Main Query API class to retrieve sentence information.

Inventory

Parameters Properties Methods Queries Indices ForeignKeys Triggers
11 30


Summary

Methods
%AddToSaveSet %ClassIsLatestVersion %ClassName %ConstructClone
%DispatchClassMethod %DispatchGetModified %DispatchGetProperty %DispatchMethod
%DispatchSetModified %DispatchSetMultidimProperty %DispatchSetProperty %Extends
%GetParameter %IsA %IsModified %New
%NormalizeObject %ObjectModified %OriginalNamespace %PackageName
%RemoveFromSaveSet %SerializeObject %SetModified %ValidateObject
GetAttributes GetByCrcIds GetByCrcMask GetByCrcs
GetByEntities GetByEntityIds GetByPathIds GetBySource
GetCountByCrcIds GetCountByCrcMask GetCountByCrcs GetCountByDomain
GetCountByEntities GetCountByEntityIds GetCountByPathIds GetCountBySource
GetHighlighted GetLanguage GetNewBySource GetPartLiteral
GetParts GetPosition GetSourceId GetValue


Parameters

• parameter GetAttributesRT = "attTypeId:%Integer,attType:%String,start:%Integer,span:%Integer,wordPositions:%String,properties:%String,level:%Integer";
• parameter GetByCrcIdsRT = "srcId:%Integer,externalId:%String,sentId:%Integer,sentenceValue:%String";
• parameter GetByCrcMaskRT = "srcId:%Integer,externalId:%String,sentId:%Integer,sentenceValue:%String";
• parameter GetByCrcsRT = "srcId:%Integer,externalId:%String,sentId:%Integer,sentenceValue:%String";
• parameter GetByEntitiesRT = "srcId:%Integer,externalId:%String,sentId:%Integer,sentenceValue:%String";
• parameter GetByEntityIdsRT = "srcId:%Integer,externalId:%String,sentId:%Integer,sentenceValue:%String";
• parameter GetByPathIdsRT = "srcId:%Integer,externalId:%String,sentId:%Integer,sentenceValue:%String";
• parameter GetBySourceRT = "sentId:%Integer,sentenceValue:%String,sentenceIsTruncated:%Boolean";
• parameter GetNewBySourceRT = "sentId:%Integer,sentenceValue:%String,score:%Numeric";
• parameter GetPartsRT = "entOccId:%Integer,entUniId:%Integer,literal:%String,role:%Integer,stemUniId:%Integer";

Methods

• classmethod GetAttributes(ByRef pResult, pDomainId As %Integer, pSentId As %Integer, vSrcId As %Integer = 0, pIncludePathAttributes As %Boolean = 0) as %Status

Returns all attributes for a given sentence. By default, only entity-level attributes are returned, with the wordPositions result column referring which words within the affected entities are actually attributed. Using pIncludePathAttributes, also path-level attributes (such as implied negation) can be returned, but these will have no values for the wordPositions column. Also note that the start and span columns for path-level results will refer to positions within those paths and not entity positions within the sentence. See also GetAttributes in %iKnow.Queries.PathAPI and GetOccurrenceAttributes in %iKnow.Queries.EntityAPI.

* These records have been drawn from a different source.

impl Document {
    /// Creates a document consisting of a single root element.
    pub fn with_root<S: Into<String>>(tag: S) -> Self {
        let mut doc = Document {
            hierarchy: NodeHierarchy::default(),
            data: NodeDataContainer::default(),
            root: NodeId::new(0),
        };
        let root = doc.push(NodeData::Element(ElementData::new(tag)));
        doc.root = root;
        doc
    }

    #[inline]
    pub fn root(&self) -> NodeId {
        self.root
    }

    #[inline]
    pub(crate) fn set_root(&mut self, id: NodeId) {
        self.root = id;
    }

    /// Number of nodes ever created in this arena (including detached ones).
    #[inline]
    pub fn node_count(&self) -> usize {
        self.hierarchy.len()
    }

    fn push(&mut self, data: NodeData) -> NodeId {
        let id = NodeId::new(self.hierarchy.len());
        self.hierarchy.internal.push(Node::default());
        self.data.internal.push(data);
        id
    }

    /// Creates a new detached element node.
    pub fn create_element<S: Into<String>>(&mut self, tag: S) -> NodeId {
        self.push(NodeData::Element(ElementData::new(tag)))
    }

    /// Creates a new detached text node.
    pub fn create_text<S: Into<String>>(&mut self, text: S) -> NodeId {
        self.push(NodeData::Text(text.into()))
    }

    // -- payload accessors ---------------------------------------------------

    /// Lowercased tag name, `None` for text nodes.
    #[inline]
    pub fn tag(&self, id: NodeId) -> Option<&str> {
        self.data[id].as_element().map(|e| e.tag.as_str())
    }

    #[inline]
    pub fn is_element(&self, id: NodeId) -> bool {
        self.data[id].is_element()
    }

    pub fn set_tag<S: Into<String>>(&mut self, id: NodeId, tag: S) {
        if let Some(e) = self.data[id].as_element_mut() {
            e.tag = tag.into();
        }
    }

    pub fn attr(&self, id: NodeId, name: &str) -> Option<&str> {
        self.data[id]
            .as_element()?
            .attributes
            .iter()
            .find(|a| a.name == name)
            .map(|a| a.value.as_str())
    }

    pub fn set_attr(&mut self, id: NodeId, name: &str, value: &str) {
        let Some(e) = self.data[id].as_element_mut() else {
            return;
        };
        match e.attributes.iter_mut().find(|a| a.name == name) {
            Some(a) => a.value = value.to_string(),
            None => e.attributes.push(Attribute {
                name: name.to_string(),
                value: value.to_string(),
            }),
        }
    }

    pub fn remove_attr(&mut self, id: NodeId, name: &str) {
        if let Some(e) = self.data[id].as_element_mut() {
            e.attributes.retain(|a| a.name != name);
        }
    }

    // -- structure mutation --------------------------------------------------

    /// Appends `child` as the last child of `parent`. The child must be
    /// detached.
    pub fn append_child(&mut self, parent: NodeId, child: NodeId) {
        let last = self.hierarchy[parent].last_child;
        self.hierarchy[child].parent = Some(parent);
        self.hierarchy[child].previous_sibling = last;
        self.hierarchy[child].next_sibling = None;
        match last {
            Some(last) => self.hierarchy[last].next_sibling = Some(child),
            None => self.hierarchy[parent].first_child = Some(child),
        }
        self.hierarchy[parent].last_child = Some(child);
    }

    /// Inserts the detached node `new` directly before `sibling`.
    pub fn insert_before(&mut self, sibling: NodeId, new: NodeId) {
        let parent = self.hierarchy[sibling].parent;
        let prev = self.hierarchy[sibling].previous_sibling;
        self.hierarchy[new].parent = parent;
        self.hierarchy[new].previous_sibling = prev;
        self.hierarchy[new].next_sibling = Some(sibling);
        self.hierarchy[sibling].previous_sibling = Some(new);
        match prev {
            Some(prev) => self.hierarchy[prev].next_sibling = Some(new),
            None => {
                if let Some(parent) = parent {
                    self.hierarchy[parent].first_child = Some(new);
                }
            }
        }
    }

    /// Inserts the detached node `new` directly after `sibling`.
    pub fn insert_after(&mut self, sibling: NodeId, new: NodeId) {
        let parent = self.hierarchy[sibling].parent;
        let next = self.hierarchy[sibling].next_sibling;
        self.hierarchy[new].parent = parent;
        self.hierarchy[new].previous_sibling = Some(sibling);
        self.hierarchy[new].next_sibling = next;
        self.hierarchy[sibling].next_sibling = Some(new);
        match next {
            Some(next) => self.hierarchy[next].previous_sibling = Some(new),
            None => {
                if let Some(parent) = parent {
                    self.hierarchy[parent].last_child = Some(new);
                }
            }
        }
    }

    /// Unlinks a node (and implicitly its subtree) from its parent.
    pub fn detach(&mut self, id: NodeId) {
        let Node {
            parent,
            previous_sibling,
            next_sibling,
            ..
        } = self.hierarchy[id];
        match previous_sibling {
            Some(prev) => self.hierarchy[prev].next_sibling = next_sibling,
            None => {
                if let Some(parent) = parent {
                    self.hierarchy[parent].first_child = next_sibling;
                }
            }
        }
        match next_sibling {
            Some(next) => self.hierarchy[next].previous_sibling = previous_sibling,
            None => {
                if let Some(parent) = parent {
                    self.hierarchy[parent].last_child = previous_sibling;
                }
            }
        }
        self.hierarchy[id].parent = None;
        self.hierarchy[id].previous_sibling = None;
        self.hierarchy[id].next_sibling = None;
    }

    /// Whether the node is still reachable from the document root.
    pub fn is_attached(&self, id: NodeId) -> bool {
        let mut current = id;
        loop {
            if current == self.root {
                return true;
            }
            match self.hierarchy[current].parent {
                Some(parent) => current = parent,
                None => return false,
            }
        }
    }

    // -- iteration -----------------------------------------------------------

    /// All child nodes (elements and text) in document order.
    pub fn children(&self, id: NodeId) -> Children<'_> {
        Children {
            hierarchy: &self.hierarchy,
            next: self.hierarchy[id].first_child,
        }
    }

    /// Element children only, in document order.
    pub fn element_children<'a>(&'a self, id: NodeId) -> impl Iterator<Item = NodeId> + 'a {
        self.children(id).filter(move |c| self.is_element(*c))
    }

    /// Pre-order traversal of the subtree rooted at `id`, including `id`.
    pub fn subtree(&self, id: NodeId) -> Subtree<'_> {
        Subtree {
            hierarchy: &self.hierarchy,
            start: id,
            next: Some(id),
        }
    }

    /// Pre-order traversal of the descendants of `id`, excluding `id`.
    pub fn descendants<'a>(&'a self, id: NodeId) -> impl Iterator<Item = NodeId> + 'a {
        self.subtree(id).skip(1)
    }

    /// Descendant elements with the given tag, in document order.
    pub fn descendants_by_tag<'a>(
        &'a self,
        id: NodeId,
        tag: &'a str,
    ) -> impl Iterator<Item = NodeId> + 'a {
        self.descendants(id)
            .filter(move |d| self.tag(*d) == Some(tag))
    }

    /// Ancestor chain from the parent up to the root.
    pub fn ancestors(&self, id: NodeId) -> Ancestors<'_> {
        Ancestors {
            hierarchy: &self.hierarchy,
            next: self.hierarchy[id].parent,
        }
    }

    /// Nearest ancestor with the given tag.
    pub fn ancestor_by_tag(&self, id: NodeId, tag: &str) -> Option<NodeId> {
        self.ancestors(id).find(|a| self.tag(*a) == Some(tag))
    }

    /// Concatenated character data of the subtree, in document order.
    pub fn text_content(&self, id: NodeId) -> String {
        let mut out = String::new();
        for node in self.subtree(id) {
            if let NodeData::Text(t) = &self.data[node] {
                out.push_str(t);
            }
        }
        out
    }
}
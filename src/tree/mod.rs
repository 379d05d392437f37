//! Repository tree: arena-backed hierarchy and its display linearization.
//!
//! - `node`: `Tree` arena, node construction from scanner entries, ordering
//! - `flatten`: `DisplayRow` derivation from the tree and expansion state

pub mod flatten;
pub mod node;

pub use flatten::{DisplayRow, flatten};
pub use node::{NodeId, Tree, TreeNode};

Any named attribute properties are also included through sub-nodes (not available through SQL or SOAP):

pResult(rowNumber, propertyName) = propertyValue

The returned wordPositions apply to the entities starting from start up to offset and only extend to the last attributed word position (there might be more words within the entity).

• classmethod GetByCrcIds(ByRef result, domainid As %Integer, crcidlist As %List, filter As %iKnow.Filters.Filter = "", page As %Integer = 1, pagesize As %Integer = 10, setop As %Integer = $$$UNION) as %Status

Retrieves all sentences containing the given CRC ids, optionally limited to all sentences in records satisfying filter. For querying Virtual Sources, set filter to a single, negative integer. In this case, crcidlist is expected to contain virtual Entity IDs.

See also GetByEntities for a description of the parameters.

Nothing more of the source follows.